Con todo lo que ha pasado la humanidad, la guerra siempre ha estado presente. La de Ucrania, acaba de cumplir su primer año, y de la incredulidad de hace doce meses de que no era posible hemos pasado a que a estas alturas nadie sabe cuándo acabará. Todo depende de Vladimir Putin, el mismo que decidió desafiar al siglo XXI y a las experiencias del pasado cuya conclusión siempre fue la misma: con la guerra todos pierden.
En estos doce meses transcurridos hemos asistido a un vendaval de malas noticias económicas derivadas del conflicto bélico; pero también al alineamiento internacional en dos grandes bloques. La experiencia de la I Guerra Mundial y de la II Guerra Mundial se ha olvidado 77 años después de la última, cuando todavía quedan muchos abuelos que vivieron aquella contienda.
Todo el PIB mundial ha caído, la crisis energética llegó a niveles insoportables para los ciudadanos de todo el planeta, con el petróleo, la luz y el gas disparados, y en consecuencia todos los productos que requieren para fabricarse o transportarse. Inmediatamente los precios crecieron a niveles impensables y nunca antes vistos, con los alimentos a la cabeza, lo que ha llevado a la inflación a convertirse en una losa sobre las empresas y las familias. Y para cerrar el círculo, los bancos centrales mundiales (desde la Fed, el BCE o el Banco de China) se han visto obligados a subir los tipos de interés para controlar la inflación. La medida financiera por excelencia que fue eficaz el siglo pasado. Pero a la vista de los resultados no parece lo más adecuado para éste, ya que ha añadido más presión a empresas y familias que necesitan créditos. Con lo cual suma otra losa más.

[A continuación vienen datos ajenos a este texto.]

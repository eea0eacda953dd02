use log::Level;

/// Route `log` output and panics to the browser console. Safe to call twice.
pub fn init_logging() {
    let _ = console_log::init_with_level(Level::Debug);
    console_error_panic_hook::set_once();
}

Conociendo el origen de tantas subidas, los gobiernos han decidido ir al núcleo: frenar la subida de los precios energéticos (en España poniendo un tope) y desalentando las subidas a base de impuestos temporales a energéticas y banca. De momento, los bolsillos no lo notan ante la resistencia de la CEOE a fijar una subida salarial, con las negociaciones con los sindicatos estancadas y éstos dando avisos de movilizaciones, mientras las arcas del Estado siguen engordando, aunque sin que el reparto en ayudas suponga más que pequeñas migajas para situaciones cada vez más graves.
Y aunque resulte paradójico, cabe recordar que en las guerras también hay quienes ganan. Muchas empresas, no sólo las energéticas, y, sobre todo, los bancos registraron beneficios jamás vistos en su historia. El contrapunto vino de las tecnológicas, que tras dos años de efectos Covid, amasó grandes fortunas, le llegó su tiempo de vacas flacas y la consecuente y manida reducción de empleo.

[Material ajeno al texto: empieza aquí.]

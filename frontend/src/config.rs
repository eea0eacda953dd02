use std::time::Duration;

/// How long a notice stays visible before it is hidden again.
pub const NOTICE_DURATION: Duration = Duration::from_secs(5);

/// Runtime settings for the client.
#[derive(Debug, Clone, PartialEq, Eq)]
pub struct ClientConfig {
    /// Prefix for the activity endpoints. Empty means same-origin relative paths.
    pub api_base: String,
    pub notice_duration: Duration,
}

impl Default for ClientConfig {
    fn default() -> Self {
        Self {
            api_base: String::new(),
            notice_duration: NOTICE_DURATION,
        }
    }
}

impl ClientConfig {
    /// Resolve the API base from the page's own origin.
    #[cfg(target_arch = "wasm32")]
    pub fn from_window() -> Self {
        let origin = web_sys::window()
            .and_then(|window| window.location().origin().ok())
            .filter(|origin| !origin.is_empty() && origin != "null");

        match origin {
            Some(api_base) => Self {
                api_base,
                ..Self::default()
            },
            None => Self::default(),
        }
    }

    pub fn notice_duration_ms(&self) -> u32 {
        u32::try_from(self.notice_duration.as_millis()).unwrap_or(u32::MAX)
    }
}
pub mod api;
pub mod controller;
pub mod format;
pub mod state;
pub mod types;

Y luego está la lectura política de estos doce meses. Nuevamente el mundo dividido en dos bloques. Putin cuenta como gran aliado con China, quien disputa a Estados Unidos, el primer puesto de economía mundial. Y otros políticos afines como Erdogán, o países como Bielorrusia. Y en el otro lado de la balanza los aliados de la OTAN, con EEUU y la UE como cabezas más visibles. Así ha llegado otra batalla, la de las sanciones a Rusia, aunque con las reticencias de aquellos países, como Alemania, cuya dependencia del gas ruso era muy elevada. O la aparición de nuevos países en la escena política como Noruega y Finlandia y su deseo de pertenecer a la OTAN ante su proximidad geográfica con Rusia, dirigida por un político cuyas intenciones nadie conoce, más allá de sus amenazas con bombas nucleares por medio.
En el subconsciente de Putin parece estar la reunificación de la antigua URSS. Ya en 2014 había empezado con la anexión de Crimea y la primera guerra del Donbás, que aún hoy sigue. China ha empezado a preocuparse por la prolongación de la guerra y ha presentado un tímido intento de poner paz, pero con peticiones inasumibles para Ucrania y quienes le apoyan con ayuda económica y bélica.
Mientras, miles de refugiados ucranianos pueblan los centros de ayuda de los países occidentes, y los que se han quedado solo desean que esta nueva atrocidad acabe, con crímenes de guerra incluidos. El final no está en sus manos sino en las de quien declaró la guerra. El resto de los países ni se atreven a decir en voz alta cómo acabará.